* [Exercise details]: Return verbatim every line from the first line of the data below to the line that contains "pub fn path(&self)", inclusive, and no further.

* [Data supplied]:
=== Section Start ===
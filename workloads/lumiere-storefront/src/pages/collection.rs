//! Collection page: catalog selection plus the category/sort controls.

use lumiere_sdk::lumiere_catalog::prelude::*;
use lumiere_sdk::lumiere_core::RequestContext;

use crate::data::CollectionCopy;

pub struct CollectionView {
    pub catalog: &'static Catalog,
    pub query: CollectionQuery,
    /// Category control values, `"all"` first.
    pub categories: Vec<String>,
    pub copy: CollectionCopy,
}

impl CollectionView {
    pub fn from_request(ctx: &RequestContext) -> Self {
        let catalog = Catalog::for_route(ctx.param("kind").unwrap_or_default());
        Self {
            catalog,
            query: CollectionQuery::from_query_string(&ctx.raw_query),
            categories: category_options(catalog.products()),
            copy: CollectionCopy::for_kind(catalog.kind()),
        }
    }

    pub fn results(&self) -> CollectionResults<'static> {
        filter_sort(self.catalog.products(), &self.query)
    }

    pub fn path(&self) -> String {
        format!("/collections/{}", self.catalog.kind().as_str())
    }

    /// URL of the current page, used as the font selector's return target.
    pub fn href(&self) -> String {
        self.href_for(&self.query)
    }

    /// Link selecting `category`, keeping the sort order.
    pub fn category_href(&self, category: &str) -> String {
        self.href_for(&self.query.clone().with_category(CategoryFilter::from_value(category)))
    }

    fn href_for(&self, query: &CollectionQuery) -> String {
        let qs = query.to_query_string();
        if qs.is_empty() {
            self.path()
        } else {
            format!("{}?{}", self.path(), qs)
        }
    }
}

#[cfg(test)]
mod tests {
    use super::*;
    use lumiere_sdk::lumiere_core::{Method, RouteParams};

    fn view(kind: &str, query: &str) -> CollectionView {
        let mut params = RouteParams::new();
        params.insert("kind".to_string(), kind.to_string());
        let ctx = RequestContext::new(Method::Get, format!("/collections/{}?{}", kind, query))
            .with_params(params);
        CollectionView::from_request(&ctx)
    }

    #[test]
    fn test_gems_route() {
        let v = view("gems", "");
        assert_eq!(v.catalog.kind(), CollectionKind::Gems);
        assert_eq!(v.copy.title, "Premium Gemstones");
        assert_eq!(v.categories[0], "all");
        assert_eq!(v.results().len(), v.catalog.len());
    }

    #[test]
    fn test_unknown_kind_is_jewelry() {
        let v = view("watches", "");
        assert_eq!(v.catalog.kind(), CollectionKind::Jewelry);
        assert_eq!(v.path(), "/collections/jewelry");
        assert_eq!(v.copy.title, "Luxury Jewelry");
    }

    #[test]
    fn test_query_applied() {
        let v = view("jewelry", "category=rings&sort=price-high");
        let results = v.results();
        assert!(results.iter().all(|p| p.category == "rings"));
        let prices: Vec<u64> = results.iter().map(Product::sort_price).collect();
        assert!(prices.windows(2).all(|w| w[0] >= w[1]));
    }

    #[test]
    fn test_category_href_keeps_sort() {
        let v = view("jewelry", "category=rings&sort=price-low");
        assert_eq!(
            v.category_href("earrings"),
            "/collections/jewelry?category=earrings&sort=price-low"
        );
        assert_eq!(v.category_href("all"), "/collections/jewelry?sort=price-low");
        assert_eq!(v.href(), "/collections/jewelry?category=rings&sort=price-low");
    }
}
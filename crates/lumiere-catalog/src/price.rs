//! Display-price handling.
//!
//! Catalog prices are stored exactly as shown to shoppers (`"$12,500"`).
//! Ordering uses [`digits_value`], which keeps every ASCII digit and drops
//! everything else. [`parse_price`] is the strict reading used to validate
//! catalog data, so malformed strings are caught before they reach a sort.

use crate::CatalogError;

/// Numeric value of a display price: all digits concatenated, in order.
///
/// A string with no digits is worth 0. Values too large for `u64`
/// saturate at `u64::MAX`.
///
/// ```
/// use lumiere_catalog::price::digits_value;
/// assert_eq!(digits_value("$1,200"), 1200);
/// assert_eq!(digits_value("Price on request"), 0);
/// ```
pub fn digits_value(price: &str) -> u64 {
    price
        .bytes()
        .filter(u8::is_ascii_digit)
        .fold(0u64, |acc, d| {
            acc.saturating_mul(10).saturating_add(u64::from(d - b'0'))
        })
}

/// Strictly parse a whole-currency display price such as `"$3,000"`.
///
/// Accepts an optional non-digit prefix (the currency symbol), then one
/// run of digits with optional `,` thousands separators between groups of
/// three. Anything after the amount is rejected.
pub fn parse_price(price: &str) -> Result<u64, CatalogError> {
    let invalid = |reason| CatalogError::InvalidPrice {
        price: price.to_string(),
        reason,
    };

    let trimmed = price.trim();
    let start = trimmed
        .find(|c: char| c.is_ascii_digit())
        .ok_or_else(|| invalid("no digits"))?;
    let prefix = &trimmed[..start];
    if prefix.contains([',', '.']) {
        return Err(invalid("separator before amount"));
    }

    let amount = &trimmed[start..];
    let groups: Vec<&str> = amount.split(',').collect();
    for (i, group) in groups.iter().enumerate() {
        if group.is_empty() || !group.bytes().all(|b| b.is_ascii_digit()) {
            return Err(invalid("amount must be one digit run"));
        }
        if i > 0 && group.len() != 3 {
            return Err(invalid("thousands groups must have three digits"));
        }
        if i == 0 && groups.len() > 1 && group.len() > 3 {
            return Err(invalid("thousands groups must have three digits"));
        }
    }

    groups
        .concat()
        .parse::<u64>()
        .map_err(|_| invalid("amount out of range"))
}

/// Format whole-currency units as a US dollar display price.
///
/// ```
/// use lumiere_catalog::price::format_price;
/// assert_eq!(format_price(12500), "$12,500");
/// ```
pub fn format_price(units: u64) -> String {
    let digits = units.to_string();
    let mut out = String::with_capacity(digits.len() + digits.len() / 3 + 1);
    out.push('$');
    for (i, ch) in digits.chars().enumerate() {
        if i > 0 && (digits.len() - i) % 3 == 0 {
            out.push(',');
        }
        out.push(ch);
    }
    out
}

#[cfg(test)]
mod tests {
    use super::*;

    #[test]
    fn test_digits_value_strips_symbols() {
        assert_eq!(digits_value("$1,200"), 1200);
        assert_eq!(digits_value("$300"), 300);
        assert_eq!(digits_value("$3,000"), 3000);
    }

    #[test]
    fn test_digits_value_no_digits_is_zero() {
        assert_eq!(digits_value(""), 0);
        assert_eq!(digits_value("Price on request"), 0);
    }

    #[test]
    fn test_digits_value_concatenates_groups() {
        // Ranges and decimals collapse into one number.
        assert_eq!(digits_value("$1,200 - $1,500"), 12001500);
        assert_eq!(digits_value("$49.99"), 4999);
    }

    #[test]
    fn test_digits_value_saturates() {
        assert_eq!(digits_value("$99999999999999999999999"), u64::MAX);
    }

    #[test]
    fn test_parse_price_accepts_catalog_format() {
        assert_eq!(parse_price("$12,500").unwrap(), 12500);
        assert_eq!(parse_price("$850").unwrap(), 850);
        assert_eq!(parse_price("$1,250,000").unwrap(), 1_250_000);
    }

    #[test]
    fn test_parse_price_rejects_malformed() {
        assert!(parse_price("Price on request").is_err());
        assert!(parse_price("$1,200 - $1,500").is_err());
        assert!(parse_price("$49.99").is_err());
        assert!(parse_price("$12,50").is_err());
        assert!(parse_price("$1200,000").is_err());
    }

    #[test]
    fn test_format_price() {
        assert_eq!(format_price(0), "$0");
        assert_eq!(format_price(999), "$999");
        assert_eq!(format_price(1000), "$1,000");
        assert_eq!(format_price(1_250_000), "$1,250,000");
    }

    #[test]
    fn test_format_then_parse_agree() {
        for units in [5, 300, 1200, 45_000] {
            assert_eq!(parse_price(&format_price(units)).unwrap(), units);
        }
    }
}
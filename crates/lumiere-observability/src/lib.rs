//! Request-scoped structured logging for storefront workloads.
//!
//! - `StructuredLogger` - JSON or human log lines tagged with the request id
//! - `LogBuilder` - Fluent structured fields

mod logging;

pub use logging::*;

// Re-export RequestId from lumiere-core for convenience
pub use lumiere_core::RequestId;
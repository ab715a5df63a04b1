//! Scope that makes a font preference available to page components.

use crate::preference::FontPreference;
use crate::store::PreferenceStore;
use crate::style::StyleSink;
use crate::ThemeError;

const OUTSIDE_PROVIDER: &str = "font preference must be used within a FontProvider";

/// Holds the font preference for the components rendered inside it.
///
/// Components reach the preference through [`use_font`](Self::use_font);
/// an empty provider reports `ThemeError::InvalidState` instead of handing
/// out a default.
#[derive(Debug)]
pub struct FontProvider<'c, S, D>
where
    S: PreferenceStore,
    D: StyleSink,
{
    preference: Option<FontPreference<'c, S, D>>,
}

impl<'c, S, D> Default for FontProvider<'c, S, D>
where
    S: PreferenceStore,
    D: StyleSink,
{
    fn default() -> Self {
        Self { preference: None }
    }
}

impl<'c, S, D> FontProvider<'c, S, D>
where
    S: PreferenceStore,
    D: StyleSink,
{
    /// Provider with no preference installed.
    pub fn empty() -> Self {
        Self::default()
    }

    pub fn new(preference: FontPreference<'c, S, D>) -> Self {
        Self {
            preference: Some(preference),
        }
    }

    pub fn use_font(&self) -> Result<&FontPreference<'c, S, D>, ThemeError> {
        self.preference
            .as_ref()
            .ok_or_else(|| ThemeError::InvalidState(OUTSIDE_PROVIDER.to_string()))
    }

    pub fn use_font_mut(&mut self) -> Result<&mut FontPreference<'c, S, D>, ThemeError> {
        self.preference
            .as_mut()
            .ok_or_else(|| ThemeError::InvalidState(OUTSIDE_PROVIDER.to_string()))
    }

    /// End the scope, returning the preference if one was installed.
    pub fn into_inner(self) -> Option<FontPreference<'c, S, D>> {
        self.preference
    }
}

#[cfg(test)]
mod tests {
    use super::*;
    use crate::catalog::FontCatalog;
    use crate::store::MemoryStore;
    use crate::style::DocumentStyle;

    #[test]
    fn test_empty_provider_is_invalid_state() {
        let mut provider: FontProvider<'_, MemoryStore, DocumentStyle> = FontProvider::empty();
        let err = provider.use_font().unwrap_err();
        assert_eq!(
            err,
            ThemeError::InvalidState(
                "font preference must be used within a FontProvider".to_string()
            )
        );
        assert!(provider.use_font_mut().is_err());
    }

    #[test]
    fn test_provider_shares_preference() {
        let pref = FontPreference::initialize(
            FontCatalog::standard(),
            MemoryStore::new(),
            DocumentStyle::new(),
            "font",
        )
        .unwrap();
        let mut provider = FontProvider::new(pref);

        provider.use_font_mut().unwrap().set_font("poppins").unwrap();
        assert_eq!(provider.use_font().unwrap().current().id, "poppins");
        assert!(provider.into_inner().is_some());
    }
}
=== Section End ===
* [Response to this exercise]:
filename workloads/lumiere-storefront/src/pages/collection.rs
//! Collection page: catalog selection plus the category/sort controls.

use lumiere_sdk::lumiere_catalog::prelude::*;
use lumiere_sdk::lumiere_core::RequestContext;

use crate::data::CollectionCopy;

pub struct CollectionView {
    pub catalog: &'static Catalog,
    pub query: CollectionQuery,
    /// Category control values, `"all"` first.
    pub categories: Vec<String>,
    pub copy: CollectionCopy,
}

impl CollectionView {
    pub fn from_request(ctx: &RequestContext) -> Self {
        let catalog = Catalog::for_route(ctx.param("kind").unwrap_or_default());
        Self {
            catalog,
            query: CollectionQuery::from_query_string(&ctx.raw_query),
            categories: category_options(catalog.products()),
            copy: CollectionCopy::for_kind(catalog.kind()),
        }
    }

    pub fn results(&self) -> CollectionResults<'static> {
        filter_sort(self.catalog.products(), &self.query)
    }

    pub fn path(&self) -> String {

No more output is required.